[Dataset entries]
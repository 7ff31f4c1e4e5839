//! Disk abstraction for private document storage.
//!
//! Files are addressed by a disk name plus a relative path. Local disks can
//! resolve a path to an absolute filesystem location, which the antivirus
//! scanner needs; object storage disks cannot.

use std::collections::HashMap;
use std::path::{Component, Path, PathBuf};
use std::sync::Arc;

use serde::Deserialize;

use crate::config::StorageSettings;
use crate::{AppError, AppResult};

/// Storage disk configuration, tagged by `driver`.
#[derive(Debug, Clone, Deserialize)]
#[serde(tag = "driver", rename_all = "lowercase")]
pub enum StorageConfig {
    /// Local filesystem storage.
    Local {
        /// Root directory of the disk.
        root: PathBuf,
    },
    /// S3-compatible object storage.
    S3 {
        /// S3 endpoint URL (e.g., "<https://s3.amazonaws.com>" or `MinIO` URL).
        endpoint: String,
        /// S3 bucket name.
        bucket: String,
        /// AWS region.
        region: String,
        /// Access key ID.
        access_key_id: String,
        /// Secret access key.
        secret_access_key: String,
        /// Path prefix within the bucket.
        #[serde(default)]
        prefix: Option<String>,
    },
}

/// Storage backend trait.
#[async_trait::async_trait]
pub trait StorageBackend: Send + Sync {
    /// Write a file, creating intermediate directories as needed.
    async fn put(&self, path: &str, data: &[u8]) -> AppResult<()>;

    /// Delete a file. Deleting a missing file is not an error.
    async fn delete(&self, path: &str) -> AppResult<()>;

    /// Check if a file exists.
    async fn exists(&self, path: &str) -> AppResult<bool>;

    /// Move a file to another path on the same disk.
    async fn move_to(&self, from: &str, to: &str) -> AppResult<()>;

    /// Absolute filesystem path for `path`, or `None` when the disk is not
    /// locally addressable.
    fn local_path(&self, path: &str) -> Option<PathBuf>;
}

/// Local filesystem storage backend.
#[derive(Debug, Clone)]
pub struct LocalStorage {
    root: PathBuf,
}

impl LocalStorage {
    /// Create a new local storage backend rooted at `root`.
    #[must_use]
    pub const fn new(root: PathBuf) -> Self {
        Self { root }
    }

    /// Join `path` onto the root, refusing absolute paths and `..` segments.
    fn resolve(&self, path: &str) -> AppResult<PathBuf> {
        let relative = Path::new(path);
        let escapes = relative
            .components()
            .any(|c| !matches!(c, Component::Normal(_) | Component::CurDir));

        if escapes || path.is_empty() {
            return Err(AppError::Storage(format!("Invalid storage path: {path}")));
        }

        Ok(self.root.join(relative))
    }
}

#[async_trait::async_trait]
impl StorageBackend for LocalStorage {
    async fn put(&self, path: &str, data: &[u8]) -> AppResult<()> {
        let full = self.resolve(path)?;

        if let Some(parent) = full.parent() {
            tokio::fs::create_dir_all(parent)
                .await
                .map_err(|e| AppError::Storage(format!("Failed to create directory: {e}")))?;
        }

        tokio::fs::write(&full, data)
            .await
            .map_err(|e| AppError::Storage(format!("Failed to write file: {e}")))
    }

    async fn delete(&self, path: &str) -> AppResult<()> {
        let full = self.resolve(path)?;
        if full.exists() {
            tokio::fs::remove_file(&full)
                .await
                .map_err(|e| AppError::Storage(format!("Failed to delete file: {e}")))?;
        }
        Ok(())
    }

    async fn exists(&self, path: &str) -> AppResult<bool> {
        let full = self.resolve(path)?;
        tokio::fs::try_exists(&full)
            .await
            .map_err(|e| AppError::Storage(format!("Failed to stat file: {e}")))
    }

    async fn move_to(&self, from: &str, to: &str) -> AppResult<()> {
        let source = self.resolve(from)?;
        let target = self.resolve(to)?;

        if let Some(parent) = target.parent() {
            tokio::fs::create_dir_all(parent)
                .await
                .map_err(|e| AppError::Storage(format!("Failed to create directory: {e}")))?;
        }

        tokio::fs::rename(&source, &target)
            .await
            .map_err(|e| AppError::Storage(format!("Failed to move file: {e}")))
    }

    fn local_path(&self, path: &str) -> Option<PathBuf> {
        self.resolve(path).ok()
    }
}

/// S3-compatible object storage backend.
#[cfg(feature = "s3")]
pub struct S3Storage {
    client: aws_sdk_s3::Client,
    bucket: String,
    prefix: Option<String>,
}

#[cfg(feature = "s3")]
impl S3Storage {
    /// Create a new S3 storage backend.
    pub fn new(
        endpoint: &str,
        bucket: String,
        region: &str,
        access_key_id: &str,
        secret_access_key: &str,
        prefix: Option<String>,
    ) -> Self {
        use aws_config::Region;
        use aws_sdk_s3::config::Credentials;

        let credentials =
            Credentials::new(access_key_id, secret_access_key, None, None, "kyc-vault");

        let config = aws_sdk_s3::Config::builder()
            .endpoint_url(endpoint)
            .region(Region::new(region.to_string()))
            .credentials_provider(credentials)
            .force_path_style(true)
            .build();

        Self {
            client: aws_sdk_s3::Client::from_conf(config),
            bucket,
            prefix,
        }
    }

    fn full_key(&self, key: &str) -> String {
        match &self.prefix {
            Some(prefix) => format!("{}/{}", prefix.trim_end_matches('/'), key),
            None => key.to_string(),
        }
    }
}

#[cfg(feature = "s3")]
#[async_trait::async_trait]
impl StorageBackend for S3Storage {
    async fn put(&self, path: &str, data: &[u8]) -> AppResult<()> {
        use aws_sdk_s3::primitives::ByteStream;

        self.client
            .put_object()
            .bucket(&self.bucket)
            .key(self.full_key(path))
            .body(ByteStream::from(data.to_vec()))
            .send()
            .await
            .map_err(|e| AppError::Storage(format!("S3 upload failed: {e}")))?;

        Ok(())
    }

    async fn delete(&self, path: &str) -> AppResult<()> {
        self.client
            .delete_object()
            .bucket(&self.bucket)
            .key(self.full_key(path))
            .send()
            .await
            .map_err(|e| AppError::Storage(format!("S3 delete failed: {e}")))?;

        Ok(())
    }

    async fn exists(&self, path: &str) -> AppResult<bool> {
        match self
            .client
            .head_object()
            .bucket(&self.bucket)
            .key(self.full_key(path))
            .send()
            .await
        {
            Ok(_) => Ok(true),
            Err(e) => {
                if e.to_string().contains("NotFound") || e.to_string().contains("404") {
                    Ok(false)
                } else {
                    Err(AppError::Storage(format!("S3 head_object failed: {e}")))
                }
            }
        }
    }

    async fn move_to(&self, from: &str, to: &str) -> AppResult<()> {
        let source = format!("{}/{}", self.bucket, self.full_key(from));

        self.client
            .copy_object()
            .bucket(&self.bucket)
            .copy_source(source)
            .key(self.full_key(to))
            .send()
            .await
            .map_err(|e| AppError::Storage(format!("S3 copy failed: {e}")))?;

        self.delete(from).await
    }

    fn local_path(&self, _path: &str) -> Option<PathBuf> {
        None
    }
}

/// Registry of named disks.
#[derive(Clone, Default)]
pub struct StorageManager {
    disks: HashMap<String, Arc<dyn StorageBackend>>,
}

impl StorageManager {
    /// Create an empty manager.
    #[must_use]
    pub fn new() -> Self {
        Self::default()
    }

    /// Build every configured disk.
    pub fn from_settings(settings: &StorageSettings) -> AppResult<Self> {
        let mut manager = Self::new();

        for (name, disk) in &settings.disks {
            let backend: Arc<dyn StorageBackend> = match disk {
                StorageConfig::Local { root } => Arc::new(LocalStorage::new(root.clone())),
                #[cfg(feature = "s3")]
                StorageConfig::S3 {
                    endpoint,
                    bucket,
                    region,
                    access_key_id,
                    secret_access_key,
                    prefix,
                } => Arc::new(S3Storage::new(
                    endpoint,
                    bucket.clone(),
                    region,
                    access_key_id,
                    secret_access_key,
                    prefix.clone(),
                )),
                #[cfg(not(feature = "s3"))]
                StorageConfig::S3 { .. } => {
                    return Err(AppError::Config(format!(
                        "Disk '{name}' uses the s3 driver, which requires the `s3` feature"
                    )));
                }
            };
            manager.disks.insert(name.clone(), backend);
        }

        Ok(manager)
    }

    /// Register a disk under `name`, replacing any previous one.
    #[must_use]
    pub fn with_disk(mut self, name: impl Into<String>, backend: Arc<dyn StorageBackend>) -> Self {
        self.disks.insert(name.into(), backend);
        self
    }

    /// Look up a disk by name.
    pub fn disk(&self, name: &str) -> AppResult<Arc<dyn StorageBackend>> {
        self.disks
            .get(name)
            .cloned()
            .ok_or_else(|| AppError::Config(format!("Unknown storage disk: {name}")))
    }
}

/// Generate a unique storage path for an uploaded document.
///
/// Layout: `kyc/{owner_id}/{group_id}/{stem}_{ulid}.{extension}`.
#[must_use]
pub fn generate_storage_key(owner_id: &str, group_id: &str, stem: &str, extension: &str) -> String {
    let extension = Some(extension)
        .filter(|ext| !ext.is_empty() && ext.len() <= 10)
        .unwrap_or("bin");

    format!(
        "kyc/{}/{}/{}_{}.{}",
        owner_id,
        group_id,
        stem,
        ulid::Ulid::new().to_string().to_lowercase(),
        extension
    )
}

-- TASK TO COMPLETE --
From the data above, copy each line with the string "prefix" in it.

-- OUTPUT FOR THIS TASK --
        /// Path prefix within the bucket.
        prefix: Option<String>,
    prefix: Option<String>,
        prefix: Option<String>,
            prefix,
        match &self.prefix {
            Some(prefix) => format!("{}/{}", prefix.trim_end_matches('/'), key),
                    prefix,
                    prefix.clone(),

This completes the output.